*EXERCISE OBJECTIVE*. Set down exactly the lines of the records from the top to the line containing "if let Some(action) = self.handle_key_event(key)?"; include both.

*SUPPLIED DATA*.
impl App {
    pub fn new(controller: Controller) -> Self {
        let (action_tx, action_rx) = mpsc::unbounded_channel();
        let mut app = Self {
            ui: controller.ui_state(),
            controller,
            screens: create_screens(),
            stats: view::statistics_view(&Statistics::default()),
            banners: Banners::default(),
            connection: ConnectionState::default(),
            form: None,
            running: true,
            terminal_size: (80, 24),
            action_tx,
            action_rx,
            data_cancel: CancellationToken::new(),
        };
        app.focus_current_tab();
        app
    }

    /// Run the main event loop until the user quits.
    pub async fn run(&mut self) -> Result<()> {
        let mut tui = Tui::new()?;
        tui.enter()?;
        self.terminal_size = tui.size().unwrap_or((80, 24));

        {
            let controller = self.controller.clone();
            let cancel = self.data_cancel.clone();
            let tx = self.action_tx.clone();
            tokio::spawn(async move {
                crate::data_bridge::spawn_data_bridge(controller, tx, cancel).await;
            });
        }
        {
            let controller = self.controller.clone();
            tokio::spawn(async move { controller.start().await });
        }

        let mut events = EventReader::new(Duration::from_millis(33));

        info!("TUI event loop started");

        while self.running {
            let Some(event) = events.next().await else {
                break;
            };

            match event {
                Event::Key(key) => {
                    if let Some(action) = self.handle_key_event(key)? {
                        self.action_tx.send(action)?;
                    }
                }
                Event::Mouse(mouse) => {
                    if let Some(action) = self.handle_mouse_event(mouse) {
                        self.action_tx.send(action)?;
                    }
                }
                Event::Resize(w, h) => self.action_tx.send(Action::Resize(w, h))?,
                Event::Render => self.action_tx.send(Action::Render)?,
            }

            while let Ok(action) = self.action_rx.try_recv() {
                self.process_action(&action)?;

                if let Action::Render = action {
                    tui.draw(|frame| self.render(frame))?;
                }
            }
        }

        self.data_cancel.cancel();
        events.stop();
        info!("TUI event loop ended");
        Ok(())
    }

    // ── Input ────────────────────────────────────────────────────

    /// Global keys are handled here. While a modal is open every key goes
    /// to its form; otherwise unhandled keys go to the active tab.
    fn handle_key_event(&mut self, key: KeyEvent) -> Result<Option<Action>> {
        if key.modifiers.contains(KeyModifiers::CONTROL) && key.code == KeyCode::Char('c') {
            return Ok(Some(Action::Quit));
        }

        if let Some(form) = self.form.as_mut() {
            return Ok(match form.handle_key(key) {
                FormOutcome::Continue => None,
                FormOutcome::Submit(action) => Some(action),
                FormOutcome::Close => Some(Action::CloseModal(form.modal())),
            });
        }

        let tab = self.ui.current_tab;
        match key.code {
            KeyCode::Char('q') => Ok(Some(Action::Quit)),
            KeyCode::Char(c @ '1'..='9') => Ok(c
                .to_digit(10)
                .and_then(|n| u8::try_from(n).ok())
                .and_then(Tab::from_number)
                .map(Action::SwitchTab)),
            KeyCode::Tab => Ok(Some(Action::SwitchTab(tab.next()))),
            KeyCode::BackTab => Ok(Some(Action::SwitchTab(tab.prev()))),
            KeyCode::Char('n') => Ok(Some(Action::OpenModal(Modal::NewProduct))),
            KeyCode::Char('m') => Ok(Some(Action::OpenModal(Modal::NewMovement))),
            KeyCode::Char('r') => Ok(Some(Action::Reload)),
            KeyCode::Char('x') => Ok(Some(Action::DismissBanner)),
            _ => match self.active_screen_mut() {
                Some(screen) => screen.handle_key_event(key),
                None => Ok(None),
            },
        }
    }

    /// A press outside the open form's box closes that modal.
    fn handle_mouse_event(&self, mouse: MouseEvent) -> Option<Action> {
        let form = self.form.as_ref()?;
        let (w, h) = self.terminal_size;
        let screen = Rect::new(0, 0, w, h);
        (!form.contains(screen, mouse.column, mouse.row))
            .then_some(Action::ClickOutside(form.modal()))
    }

    // ── Dispatch ─────────────────────────────────────────────────

    fn process_action(&mut self, action: &Action) -> Result<()> {
        match action {
            Action::Quit => self.running = false,
            Action::Resize(w, h) => self.terminal_size = (*w, *h),
            Action::Render => {}

            Action::SwitchTab(tab) => self.controller.switch_tab(*tab),
            Action::OpenModal(modal) => {
                if self.form.as_ref().map(ModalForm::modal) != Some(*modal) {
                    self.form = Some(ModalForm::new(*modal));
                }
                self.controller.open_modal(*modal);
            }
            Action::NewMovementFor(product_id) => {
                self.form = Some(ModalForm::movement_for(*product_id));
                self.controller.open_modal(Modal::NewMovement);
            }
            Action::CloseModal(modal) => self.controller.close_modal(*modal),
            Action::ClickOutside(modal) => self.controller.click_outside(*modal),

            Action::Reload => {
                let controller = self.controller.clone();
                tokio::spawn(async move { controller.start().await });
            }
            Action::SubmitProduct(draft) => {
                self.set_submitting(true);
                let controller = self.controller.clone();
                let tx = self.action_tx.clone();
                let draft = draft.clone();
                tokio::spawn(async move {
                    // Failures are already shown as banners by the controller.
                    let _ = controller.submit_product(&draft).await;
                    let _ = tx.send(Action::SubmitFinished(Modal::NewProduct));
                });
            }
            Action::SubmitMovement(draft) => {
                self.set_submitting(true);
                let controller = self.controller.clone();
                let tx = self.action_tx.clone();
                let draft = draft.clone();
                tokio::spawn(async move {
                    let _ = controller.submit_movement(&draft).await;
                    let _ = tx.send(Action::SubmitFinished(Modal::NewMovement));
                });
            }
            Action::SubmitFinished(modal) => {
                if let Some(form) = self.form.as_mut().filter(|f| f.modal() == *modal) {
                    form.set_submitting(false);
                }
            }

            Action::ProductsUpdated(_) | Action::MovementsUpdated(_) => {
                for (_, screen) in &mut self.screens {
                    screen.update(action)?;
                }
            }
            Action::StatisticsUpdated(stats) => self.stats = view::statistics_view(stats),
            Action::UiUpdated(ui) => self.sync_ui(ui.clone()),
            Action::BannersUpdated(banners) => self.banners = banners.clone(),
            Action::ConnectionChanged(state) => {
                debug!(?state, "connection state changed");
                self.connection = *state;
            }
            Action::DismissBanner => {
                if let Some(id) = self.banners.iter().next().map(|b| b.id) {
                    self.controller.dismiss_banner(id);
                }
            }
        }
        Ok(())
    }

    fn sync_ui(&mut self, ui: UiState) {
        match ui.front_modal() {
            None => self.form = None,
            Some(modal) if self.form.as_ref().map(ModalForm::modal) != Some(modal) => {
                self.form = Some(ModalForm::new(modal));
            }
            Some(_) => {}
        }
        self.ui = ui;
        self.focus_current_tab();
    }

    fn set_submitting(&mut self, submitting: bool) {
        if let Some(form) = self.form.as_mut() {
            form.set_submitting(submitting);
        }
    }

    fn focus_current_tab(&mut self) {
        let current = self.ui.current_tab;
        for (tab, screen) in &mut self.screens {
            let focused = *tab == current;
            if focused {
                debug!(screen = screen.id(), "focus");
            }
            screen.set_focused(focused);
        }
    }

    fn active_screen_mut(&mut self) -> Option<&mut Box<dyn Component>> {
        let current = self.ui.current_tab;
        self.screens
            .iter_mut()
            .find(|(tab, _)| *tab == current)
            .map(|(_, screen)| screen)
    }

    // ── Rendering ────────────────────────────────────────────────

    fn render(&self, frame: &mut Frame) {
        let area = frame.area();

        let layout = Layout::vertical([
            Constraint::Length(3),                              // statistics
            Constraint::Length(banners::height(&self.banners)), // banners
            Constraint::Min(1),                                 // tab content
            Constraint::Length(1),                              // tab bar
            Constraint::Length(1),                              // status bar
        ])
        .split(area);

        stats_header::render(frame, layout[0], &self.stats);
        banners::render(frame, layout[1], &self.banners);

        let current = self.ui.current_tab;
        if let Some((_, screen)) = self.screens.iter().find(|(tab, _)| *tab == current) {
            screen.render(frame, layout[2]);
        }

        self.render_tab_bar(frame, layout[3]);
        self.render_status_bar(frame, layout[4]);

        if let Some(ref form) = self.form {
            form.render(frame, area);
        }
    }

    fn render_tab_bar(&self, frame: &mut Frame, area: Rect) {
        let titles: Vec<Line> = Tab::ALL
            .iter()
            .map(|&tab| {
                let style = if tab == self.ui.current_tab {
                    theme::tab_active()
                } else {
                    theme::tab_inactive()
                };
                Line::from(Span::styled(
                    format!(" {} {} ", tab.number(), tab.label()),
                    style,
                ))
            })
            .collect();

        let tabs = Tabs::new(titles)
            .divider(Span::styled(" ", theme::key_hint()))
            .select(
                Tab::ALL
                    .iter()
                    .position(|&t| t == self.ui.current_tab)
                    .unwrap_or(0),
            );

        frame.render_widget(tabs, area);
    }

    fn render_status_bar(&self, frame: &mut Frame, area: Rect) {
        let connection_indicator = match self.connection {
            ConnectionState::Online => {
                Span::styled("● conectado", Style::default().fg(theme::SUCCESS_GREEN))
            }
            ConnectionState::Offline => {
                Span::styled("○ sin conexión", Style::default().fg(theme::ERROR_RED))
            }
            ConnectionState::Unknown => Span::styled(
                "◐ comprobando",
                Style::default().fg(theme::ELECTRIC_YELLOW),
            ),
        };

        let refreshed = self
            .controller
            .store()
            .last_refresh()
            .map(|at| format!(" │ actualizado {} UTC", at.format("%H:%M:%S")))
            .unwrap_or_default();

        let line = Line::from(vec![
            Span::raw(" "),
            connection_indicator,
            Span::styled(refreshed, theme::key_hint()),
            Span::styled(
                " │ n producto  m movimiento  r recargar  x descartar  q salir",
                theme::key_hint(),
            ),
        ]);

        frame.render_widget(Paragraph::new(line), area);
    }
}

*ANSWER BELOW*.
impl App {
    pub fn new(controller: Controller) -> Self {
        let (action_tx, action_rx) = mpsc::unbounded_channel();
        let mut app = Self {
            ui: controller.ui_state(),
            controller,
            screens: create_screens(),
            stats: view::statistics_view(&Statistics::default()),
            banners: Banners::default(),
            connection: ConnectionState::default(),
            form: None,
            running: true,
            terminal_size: (80, 24),
            action_tx,
            action_rx,
            data_cancel: CancellationToken::new(),
        };
        app.focus_current_tab();
        app
    }

    /// Run the main event loop until the user quits.
    pub async fn run(&mut self) -> Result<()> {
        let mut tui = Tui::new()?;
        tui.enter()?;
        self.terminal_size = tui.size().unwrap_or((80, 24));

        {
            let controller = self.controller.clone();
            let cancel = self.data_cancel.clone();
            let tx = self.action_tx.clone();
            tokio::spawn(async move {
                crate::data_bridge::spawn_data_bridge(controller, tx, cancel).await;
            });
        }
        {
            let controller = self.controller.clone();
            tokio::spawn(async move { controller.start().await });
        }

        let mut events = EventReader::new(Duration::from_millis(33));

        info!("TUI event loop started");

        while self.running {
            let Some(event) = events.next().await else {
                break;
            };

            match event {
                Event::Key(key) => {
                    if let Some(action) = self.handle_key_event(key)? {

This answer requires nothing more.